6
votes

I have multiple existing applications that send and receive messages using MSMQ via the System.Messaging API. The queues are generally non-transactional and are a mixture of MSMQ 3 and 4.

The receiving applications handle poison messages now to the extent that on the first occurrence of any exception the messages are put on an error queue for manual intervention. But it turns out that the vast majority of manual intervention consists of simply moving the message back to the main queue for another try at which point it succeeds. So to automate that process, I want to add a retry feature to the receiver such that messages are moved back to the main queue a given number of times with a given delay between each.

Rather than reinventing the wheel, I want to leverage anything I can that MSMQ provides out of the box as well as any popular or best practice patterns around this. To that end, there is a lot out there about the additional support for poison messages in MSMQ 4. But they don't appear to be easily accessible via .Net. Furthermore, the only references I can find to using them is via WCF with an MSMQ binding.

Can anyone suggest any patterns or point to any examples that implement retry if one is not using WCF?

2

2 Answers

7
votes

I wasn't able to find a single, popular pattern for doing this. But after poking around a bit in System.Messaging, I was able to leverage Message properties and MSMQ behavior in what I think was an appropriate way to get the job done with a minimum of moving parts.

Here is what I implemented. It turned out to be fairly simple and lightweight - not much code and easy to maintain:

I created an object called RetryLevel that has three properties:

int Order, int NumberOfRetries, TimeSpan Delay

The configuration of the receiver application now has a list of RetryLevel. So the new feature basically supports n-level retries.

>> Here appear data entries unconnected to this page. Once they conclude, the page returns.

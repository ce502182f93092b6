//! The editing session.
//!
//! A session exclusively owns one artwork and threads every edit through the
//! same path: pointer position → [`Viewport`] → grid cell → tool → artwork →
//! [`History`] → store. Saves are best-effort. A failed save is logged and
//! the in-memory artwork stays authoritative.

use std::time::{Duration, Instant};

use crate::history::{History, DEFAULT_HISTORY_LIMIT};
use crate::playback::{Playback, TickHandle};
use crate::render::composite_frame;
use crate::store::ArtworkStore;
use crate::tools::{self, Cell, EditorState, Tool, ToolOutcome};
use crate::types::{Artwork, BlendMode, Colour, RasterBuffer};
use crate::viewport::{Point, Viewport};

/// Default autosave period.
pub const DEFAULT_AUTOSAVE_INTERVAL: Duration = Duration::from_secs(10);

/// Periodic save schedule, independent of per-stroke commits.
#[derive(Debug, Clone, Copy, PartialEq, Eq)]
pub struct Autosave {
    interval: Duration,
    last: Instant,
}

impl Autosave {
    pub fn new(interval: Duration, now: Instant) -> Self {
        Self { interval, last: now }
    }

    pub fn interval(&self) -> Duration {
        self.interval
    }

    /// Whether a save is due at `now`. A zero interval disables autosave.
    pub fn is_due(&self, now: Instant) -> bool {
        !self.interval.is_zero() && now.saturating_duration_since(self.last) >= self.interval
    }

    /// Restart the period from `now`.
    pub fn mark(&mut self, now: Instant) {
        self.last = now;
    }
}

/// Session tuning, usually taken from the project manifest.
#[derive(Debug, Clone, Copy, PartialEq)]
pub struct SessionOptions {
    pub history_limit: usize,
    pub autosave: Duration,
    pub pixel_size: u32,
    /// Display container size used for pointer mapping.
    pub container: (f64, f64),
}

impl Default for SessionOptions {
    fn default() -> Self {
        Self {
            history_limit: DEFAULT_HISTORY_LIMIT,
            autosave: DEFAULT_AUTOSAVE_INTERVAL,
            pixel_size: 1,
            container: (512.0, 512.0),
        }
    }
}

/// One artwork being edited.
#[derive(Debug)]
pub struct EditorSession<S: ArtworkStore> {
    artwork: Artwork,
    state: EditorState,
    history: History,
    store: S,
    viewport: Viewport,
    autosave: Autosave,
    playback: Playback,
    drawing: bool,
    stroke_changed: bool,
}

impl<S: ArtworkStore> EditorSession<S> {
    /// Open a session on an artwork. The artwork becomes the first history entry.
    pub fn new(artwork: Artwork, store: S, options: SessionOptions) -> Self {
        let state = EditorState {
            pixel_size: options.pixel_size.max(1),
            ..EditorState::default()
        };
        let (grid_w, grid_h) = grid_for(&artwork, state.pixel_size);
        let viewport = Viewport::new(grid_w, grid_h, options.container.0, options.container.1);

        let mut history = History::new(options.history_limit);
        history.commit(&artwork);

        Self {
            artwork,
            state,
            history,
            store,
            viewport,
            autosave: Autosave::new(options.autosave, Instant::now()),
            playback: Playback::new(),
            drawing: false,
            stroke_changed: false,
        }
    }

    pub fn artwork(&self) -> &Artwork {
        &self.artwork
    }

    pub fn state(&self) -> &EditorState {
        &self.state
    }

    pub fn history(&self) -> &History {
        &self.history
    }

    pub fn store(&self) -> &S {
        &self.store
    }

    pub fn store_mut(&mut self) -> &mut S {
        &mut self.store
    }

    pub fn viewport(&self) -> &Viewport {
        &self.viewport
    }

    pub fn viewport_mut(&mut self) -> &mut Viewport {
        &mut self.viewport
    }

    pub fn is_drawing(&self) -> bool {
        self.drawing
    }

    /// Give up the session, returning its artwork and store.
    pub fn into_parts(self) -> (Artwork, S) {
        (self.artwork, self.store)
    }

    // Selection

    pub fn set_tool(&mut self, tool: Tool) {
        self.state.tool = tool;
    }

    pub fn set_colour(&mut self, colour: Colour) {
        self.state.colour = colour;
    }

    /// Select a layer. Returns false if it does not exist.
    pub fn select_layer(&mut self, index: usize) -> bool {
        if index >= self.artwork.layer_count() {
            return false;
        }
        self.state.layer = index;
        true
    }

    /// Select a 1-based frame. Returns false if it does not exist.
    pub fn select_frame(&mut self, index: usize) -> bool {
        if index == 0 || index > self.artwork.frame_count() {
            return false;
        }
        self.state.frame = index;
        self.playback.seek(index - 1);
        true
    }

    /// Change the cell size in buffer samples; the grid shrinks accordingly.
    pub fn set_pixel_size(&mut self, pixel_size: u32) {
        self.state.pixel_size = pixel_size.max(1);
        let (grid_w, grid_h) = grid_for(&self.artwork, self.state.pixel_size);
        self.viewport.set_grid(grid_w, grid_h);
    }

    pub fn resize(&mut self, container_width: f64, container_height: f64) {
        self.viewport.resize(container_width, container_height);
    }

    // Pointer events

    /// Start a stroke. Drag tools paint immediately.
    pub fn pointer_down(&mut self, point: Point) -> ToolOutcome {
        let cell = self.viewport.to_cell(point);
        self.drawing = true;
        self.stroke_changed = false;
        if self.state.tool.is_drag() {
            self.stroke(cell)
        } else {
            ToolOutcome::Unchanged
        }
    }

    /// Continue a stroke. Ignored unless a drag tool is drawing.
    pub fn pointer_move(&mut self, point: Point) -> ToolOutcome {
        if !self.drawing || !self.state.tool.is_drag() {
            return ToolOutcome::Unchanged;
        }
        let cell = self.viewport.to_cell(point);
        self.stroke(cell)
    }

    /// Finish a stroke. Fill and picker apply here; the stroke is committed
    /// if anything changed.
    pub fn pointer_up(&mut self, point: Point) -> ToolOutcome {
        if !self.drawing {
            return ToolOutcome::Unchanged;
        }
        let outcome = if self.state.tool.is_drag() {
            ToolOutcome::Unchanged
        } else {
            let cell = self.viewport.to_cell(point);
            self.stroke(cell)
        };
        self.end_stroke();
        outcome
    }

    /// The pointer left the canvas. Any stroke in progress ends as it stands.
    pub fn pointer_leave(&mut self) {
        if self.drawing {
            self.end_stroke();
        }
    }

    /// Apply the active tool once at a grid cell and commit, as a click would.
    pub fn click_cell(&mut self, cell: Cell) -> ToolOutcome {
        self.stroke_cells(&[cell])
            .pop()
            .unwrap_or(ToolOutcome::Unchanged)
    }

    /// Apply the active tool at each cell in turn as one stroke with a single commit.
    pub fn stroke_cells(&mut self, cells: &[Cell]) -> Vec<ToolOutcome> {
        self.drawing = true;
        self.stroke_changed = false;
        let outcomes = cells.iter().map(|&cell| self.stroke(cell)).collect();
        self.end_stroke();
        outcomes
    }

    fn stroke(&mut self, cell: Cell) -> ToolOutcome {
        let outcome = self.apply_tool(cell);
        match outcome {
            ToolOutcome::Painted => self.stroke_changed = true,
            ToolOutcome::Picked(colour) => self.state.colour = colour,
            ToolOutcome::Unchanged | ToolOutcome::NoColour => {}
        }
        outcome
    }

    fn end_stroke(&mut self) {
        self.drawing = false;
        if std::mem::take(&mut self.stroke_changed) {
            self.commit();
        }
    }

    fn apply_tool(&mut self, cell: Cell) -> ToolOutcome {
        let EditorState {
            tool,
            colour,
            layer,
            frame,
            pixel_size,
        } = self.state;
        let (width, height) = self.artwork.size();
        let in_grid = self.in_grid(cell);

        let Some(target) = self.artwork.layer_mut(layer) else {
            return ToolOutcome::Unchanged;
        };

        if !tool.mutates() {
            let picked = match target.frame(frame) {
                Some(buffer) => tools::pick(buffer, cell, pixel_size),
                None => in_grid.then_some(Colour::TRANSPARENT),
            };
            return picked.map_or(ToolOutcome::NoColour, ToolOutcome::Picked);
        }

        if target.locked {
            tracing::debug!(layer, tool = %tool, "layer is locked, ignoring tool");
            return ToolOutcome::Unchanged;
        }
        if !in_grid || (tool == Tool::Eraser && !target.has_frame(frame)) {
            return ToolOutcome::Unchanged;
        }

        match target.frame_or_blank(frame, width, height) {
            Some(buffer) => tools::apply(tool, buffer, cell, colour, pixel_size),
            None => ToolOutcome::Unchanged,
        }
    }

    fn in_grid(&self, cell: Cell) -> bool {
        let (grid_w, grid_h) = grid_for(&self.artwork, self.state.pixel_size);
        cell.x >= 0 && cell.y >= 0 && cell.x < i64::from(grid_w) && cell.y < i64::from(grid_h)
    }

    // Commits

    /// Snapshot into history and save.
    pub fn commit(&mut self) {
        self.history.commit(&self.artwork);
        tracing::debug!(
            id = self.artwork.id(),
            entries = self.history.len(),
            "committed"
        );
        self.save();
    }

    /// Save the artwork, logging any failure. Returns whether it was stored.
    pub fn save(&mut self) -> bool {
        match self.store.save(&self.artwork) {
            Ok(()) => true,
            Err(err) => {
                tracing::warn!(
                    id = self.artwork.id(),
                    error = %err,
                    "save failed, keeping in-memory state"
                );
                false
            }
        }
    }

    /// Save if the autosave period has elapsed. Returns whether a save was attempted.
    pub fn poll_autosave(&mut self, now: Instant) -> bool {
        if !self.autosave.is_due(now) {
            return false;
        }
        self.autosave.mark(now);
        tracing::debug!(id = self.artwork.id(), "autosave");
        self.save();
        true
    }

    pub fn undo(&mut self) -> bool {
        match self.history.undo() {
            Some(snapshot) => {
                self.restore(snapshot);
                true
            }
            None => false,
        }
    }

    pub fn redo(&mut self) -> bool {
        match self.history.redo() {
            Some(snapshot) => {
                self.restore(snapshot);
                true
            }
            None => false,
        }
    }

    fn restore(&mut self, snapshot: Artwork) {
        self.artwork = snapshot;
        self.drawing = false;
        self.stroke_changed = false;
        self.clamp_selection();
        self.save();
    }

    fn clamp_selection(&mut self) {
        let layers = self.artwork.layer_count();
        let frames = self.artwork.frame_count();
        self.state.layer = self.state.layer.min(layers.saturating_sub(1));
        self.state.frame = self.state.frame.clamp(1, frames.max(1));
        self.playback.seek(self.state.frame - 1);
    }

    // Structural edits

    fn edit(&mut self, f: impl FnOnce(&mut Artwork) -> bool) -> bool {
        if !f(&mut self.artwork) {
            return false;
        }
        self.clamp_selection();
        self.commit();
        true
    }

    /// Add a layer on top and select it.
    pub fn add_layer(&mut self) -> usize {
        let index = self.artwork.add_layer();
        self.state.layer = index;
        self.commit();
        index
    }

    /// Duplicate the active layer and select the copy.
    pub fn duplicate_layer(&mut self) -> bool {
        let index = self.state.layer;
        let done = self.edit(|artwork| artwork.duplicate_layer(index));
        if done {
            self.state.layer = index + 1;
        }
        done
    }

    pub fn delete_layer(&mut self) -> bool {
        let index = self.state.layer;
        self.edit(|artwork| artwork.delete_layer(index))
    }

    /// Move the active layer up; the selection follows it.
    pub fn move_layer_up(&mut self) -> bool {
        let index = self.state.layer;
        let done = self.edit(|artwork| artwork.move_layer_up(index));
        if done {
            self.state.layer = index + 1;
        }
        done
    }

    /// Move the active layer down; the selection follows it.
    pub fn move_layer_down(&mut self) -> bool {
        let index = self.state.layer;
        let done = self.edit(|artwork| artwork.move_layer_down(index));
        if done {
            self.state.layer = index - 1;
        }
        done
    }

    pub fn toggle_lock(&mut self) -> bool {
        let index = self.state.layer;
        self.edit(|artwork| artwork.toggle_lock(index))
    }

    pub fn toggle_visibility(&mut self) -> bool {
        let index = self.state.layer;
        self.edit(|artwork| artwork.toggle_visibility(index))
    }

    pub fn rename_layer(&mut self, name: impl Into<String>) -> bool {
        let index = self.state.layer;
        let name = name.into();
        self.edit(|artwork| artwork.rename_layer(index, name))
    }

    pub fn set_opacity(&mut self, opacity: u8) -> bool {
        let index = self.state.layer;
        self.edit(|artwork| artwork.set_opacity(index, opacity))
    }

    pub fn set_blend_mode(&mut self, mode: BlendMode) -> bool {
        let index = self.state.layer;
        self.edit(|artwork| artwork.set_blend_mode(index, mode))
    }

    /// Append a frame and select it.
    pub fn add_frame(&mut self) -> usize {
        let index = self.artwork.add_frame();
        self.state.frame = index;
        self.clamp_selection();
        self.commit();
        index
    }

    /// Duplicate the active frame and select the copy.
    pub fn duplicate_frame(&mut self) -> bool {
        let index = self.state.frame;
        let done = self.edit(|artwork| artwork.duplicate_frame(index));
        if done {
            self.select_frame(index + 1);
        }
        done
    }

    pub fn delete_frame(&mut self) -> bool {
        let index = self.state.frame;
        self.edit(|artwork| artwork.delete_frame(index))
    }

    pub fn set_frame_duration(&mut self, duration: u32) -> bool {
        let index = self.state.frame;
        self.edit(|artwork| artwork.set_frame_duration(index, duration))
    }

    // Preview

    /// Composite of the active frame.
    pub fn preview(&self) -> RasterBuffer {
        composite_frame(&self.artwork, self.state.frame)
    }

    /// Start animation playback from the active frame.
    pub fn play(&mut self) -> TickHandle {
        self.playback.seek(self.state.frame - 1);
        self.playback.start()
    }

    pub fn stop(&mut self) {
        self.playback.stop();
    }

    pub fn is_playing(&self) -> bool {
        self.playback.is_playing()
    }

    /// Advance playback; the active frame follows the clock.
    pub fn tick(&mut self, handle: TickHandle, delta_ms: u64) -> Option<usize> {
        let next = self.playback.tick(handle, delta_ms, self.artwork.frames())?;
        self.state.frame = next + 1;
        Some(self.state.frame)
    }
}

fn grid_for(artwork: &Artwork, pixel_size: u32) -> (u32, u32) {
    let pixel_size = pixel_size.max(1);
    (artwork.width() / pixel_size, artwork.height() / pixel_size)
}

Then I created an object called RetryInfo. This object has two properties:

int Attempts, string SourceQueuePath

An instance of the RetryInfo object is serialized and stored in the Extension property of each Message that ends up being retried. This allows me to track the current retry state on the message itself, thus eliminating the need to maintain a separate retry metadata store and all the overhead of reconciling message Ids, keeping the data in sync, etc.

Finally, I added a wait queue path to the receiver's configuration. This queue is where messages will be dropped while they are in "timeout".

So now, when a message handler rejects a message, the receiver deserializes it's RetryInfo, if there is one, and looks at the number of (previous) Attempts to determine which of the configured RetryLevels it has reached.

The receiver then sets the the Message's TimeToBeRecieved (TTBR) property to DateTime.Now plus the Delay value of the appropriate RetryLevel. It then sets the AdministrativeQueue property to a Queue created from the RetryInfo's SourceQueuePath property and sets the Message's AcknowledgeType to AcknowledgeTypes.NegativeReceive. Finally, it puts the Message on the wait queue.

From here, MSMQ watches the Message's TTBR. When it times out, MSMQ puts the message back on the queue in its AdministrativeQueue property which is the queue the message originally came from. Should the message continue to be rejected by handlers, it just moves its way up the RetryLevels.

If a Message's Attempts is beyond that of all the NumberOfRetries on the configured RetryLevels, the message's TTBR property is set to TimeSpan.Zero, the UseDeadLetterQueue property is set to true and the message is put on the wait queue just like any other retry. This time, however, it times out immediately and MSMQ ships it to the wait queue's host's system dead letter queue (DLQ) where it can be dealt with manually.

0
votes

As you say you do not want to re-invent the wheel, I suggest using one the many available frameworks like MassTransit or others.

Personally, I made positive experience with NServiceBus, which sits on top of the MSMQ.

It makes configuring the error handling pretty easy. You can define the actual working queue for your application and you can additinally define a dedicated error queue. Also, you configure how many tries the application will - automatically and completely transparent to your code - attempt until it moves the poison message into the queue of your choice.

This allows you to easily configure something like: "If I cannot process this message correctly within 5 retries, then move it into my error queue."

This is an out-of-the-box functionality.

Example configuration (from official documentation), note the app.config of the Publisher part:

Basic Publisher/Subscriber configuration from official documentation http://images.nservicebus.com/basic_pubsub.png

As for the non-WCF part, NServiceBus works just as well for any .NET application. You have the choice to simply reference the DLLs, or you can use NServiceBus as a container to host your application as a local service, or you can register it permanently as a windows service. And finally, if you would one day change your mind, however, and switch to WCF that would be supported, too. :-)